Выбрать главу

- ...и давай красоток обсуждать...

- Нет, - вздохнул Миша. - О женщинах скупо говорили. Очень скупо. Это здесь пошло. Дома таились. Почти не говорили...

- Добра-а...

- Без женщин трудно, с ними не легче, - сказал Миша. - Правда. Я, например, так ее и не понял: сама мне свиданку назначила и с другим пришла. "Мальчики, не надо драться, я боюсь". Драться... Он боксер, чемпион какой-то, в Первомай на грузовике приемы показывал. Я никогда в подобном положении ве был, даже растерялся...

- Миша, ты про свою знакомую с Заимки? - спросил Тертышный, с удовольствием говоря "ты" летчику, окруженному таким почтением, и показывая всем, сколь доверительны их отношения.

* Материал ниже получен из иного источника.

use axum::{
    Json,
    extract::{Query, State},
    http::header::SET_COOKIE,
    response::{AppendHeaders, IntoResponse},
};
use std::sync::Arc;

use super::auth::{BearerToken, removal_cookie};
use super::validation::validate_permission_names;
use super::{
    ApiError, ApiResponse, AppState, ChangePasswordRequest, MessageResponse,
    PermissionCheckResponse,
};
use crate::gateway::permissions::GrantedPermission;
use crate::gateway::users::{SettingsUpdate, UserProfile};

/// GET /me
pub async fn get_profile(
    State(state): State<Arc<AppState>>,
    token: BearerToken,
) -> Result<Json<ApiResponse<UserProfile>>, ApiError> {
    let profile = state.auth().current_user(token.as_deref()).await?;
    Ok(Json(ApiResponse::success(profile)))
}

/// PUT /me/settings
pub async fn update_settings(
    State(state): State<Arc<AppState>>,
    token: BearerToken,
    Json(payload): Json<SettingsUpdate>,
) -> Result<Json<ApiResponse<UserProfile>>, ApiError> {
    let profile = state
        .auth()
        .update_settings(token.as_deref(), payload)
        .await?;
    Ok(Json(ApiResponse::success(profile)))
}

/// PUT /me/password
/// Change password (requires current password verification)
pub async fn change_password(
    State(state): State<Arc<AppState>>,
    token: BearerToken,
    Json(payload): Json<ChangePasswordRequest>,
) -> Result<Json<ApiResponse<MessageResponse>>, ApiError> {
    state
        .auth()
        .change_password(
            token.as_deref(),
            &payload.current_password,
            &payload.new_password,
        )
        .await?;

    Ok(Json(ApiResponse::success(MessageResponse::new(
        "Password updated successfully",
    ))))
}

/// DELETE /me
/// Soft-delete the caller's account and end every session
pub async fn delete_account(
    State(state): State<Arc<AppState>>,
    token: BearerToken,
) -> Result<impl IntoResponse, ApiError> {
    state.auth().delete_account(token.as_deref()).await?;

    let cookie = removal_cookie(&state.config().server);
    Ok((
        AppendHeaders([(SET_COOKIE, cookie.to_string())]),
        Json(ApiResponse::success(MessageResponse::new("Account deleted"))),
    ))
}

/// GET /me/permissions
pub async fn list_permissions(
    State(state): State<Arc<AppState>>,
    token: BearerToken,
) -> Result<Json<ApiResponse<Vec<GrantedPermission>>>, ApiError> {
    let granted = state.auth().list_permissions(token.as_deref()).await?;
    Ok(Json(ApiResponse::success(granted)))
}

/// GET /permissions/check?name=a&name=b
/// Succeeds only if the caller holds every named permission
pub async fn check_permissions(
    State(state): State<Arc<AppState>>,
    token: BearerToken,
    Query(params): Query<Vec<(String, String)>>,
) -> Result<Json<ApiResponse<PermissionCheckResponse>>, ApiError> {
    let names: Vec<String> = params
        .into_iter()
        .filter(|(key, _)| key == "name")
        .map(|(_, value)| value)
        .collect();
    let names = validate_permission_names(names)?;

    match names.as_slice() {
        [single] => state.auth().check_permission(token.as_deref(), single).await?,
        _ => {
            state
                .auth()
                .check_permissions(token.as_deref(), names.clone())
                .await?;
        }
    }

    Ok(Json(ApiResponse::success(PermissionCheckResponse {
        granted: true,
        checked: names,
    })))
}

- Про нее, про Ксюшу... "Я хотела тебя проверить..." - "Проверила?" "Да! Не совсем... У тебя в волосах какие-то зеленые мурашки. Ой, и у меня! Я их боюсь..." Привезла с моря камушки: "Красивые, согласись?" Красивые, да не броские, говорю, ты их водой смочи, заиграют... "Как догадался? Молодец! Ты не знаешь своей силы!" Я - не знаю, она - знает.

- Я говорю - добра...

- Батя мой городошник - страсть. Как выходной, он за чурки. Мама ворчит, пилит, дескать, по хозяйству бы помог, знай баклуши бьешь. А как отцу соревноваться, выступать за свой завод, она ему: "Иди, иди, да смотри, выигрывай, не то на порог не пущу..." Вот и у нас с Ксюшей. Был рядом - все непонятно, на фронт улетел - вое по-другому. В каком отношении? Вроде как ради нее стараешься. Пытаешься что-то доказать...

- Чтобы на порог пустила?

- Вроде того.

- Боксер, наверно, давно через порог перебрался... Выражение спокойствия на лице Клюева сохранялось с некоторым усилием, всегда более заметном при желании продемонстрировать другим собственную невозмутимость. Не боксер его, однако, тревожил, а размолвка с Ксюшей... короткая, саднящая, из тех, что неволят долго. "На своей свадьбе я хочу быть в белом", - заявила ему однажды Ксюша. "Как в церкви, что ли?" - удивился он, свадьба между ними никогда не обсуждалась, свадьба от него была за тридевять земель. "В белом. Вся!" - Вскинув руки над головой, она плавно их опустила, заводя за спину и показывая, какой шлейф должен виться по ее следу. "Ты хочешь венчаться?" обмер Миша: летчик-комсомолец с невестой под фатой?!. "Я хочу быть как пушкинская невеста", - объяснила ему Ксюша тихо, так, что он не стал протестовать. И отговаривать ее - тоже. Не решаясь признаваться в этом вслух, презирая себя, он в душе ей уступил, а теперь, после нескольких месяцев фронта, уже не столь сурово, как прежде, судил себя за тайное потворство ее предрассудкам, ее мещанской прихоти. Ему хотелось поделиться этим с кем-то, приобщить другого к своей несмелой радости, но поймет ли его, например, Тертышный, он сомневался, не знал, заговорить с ним об этом или нет...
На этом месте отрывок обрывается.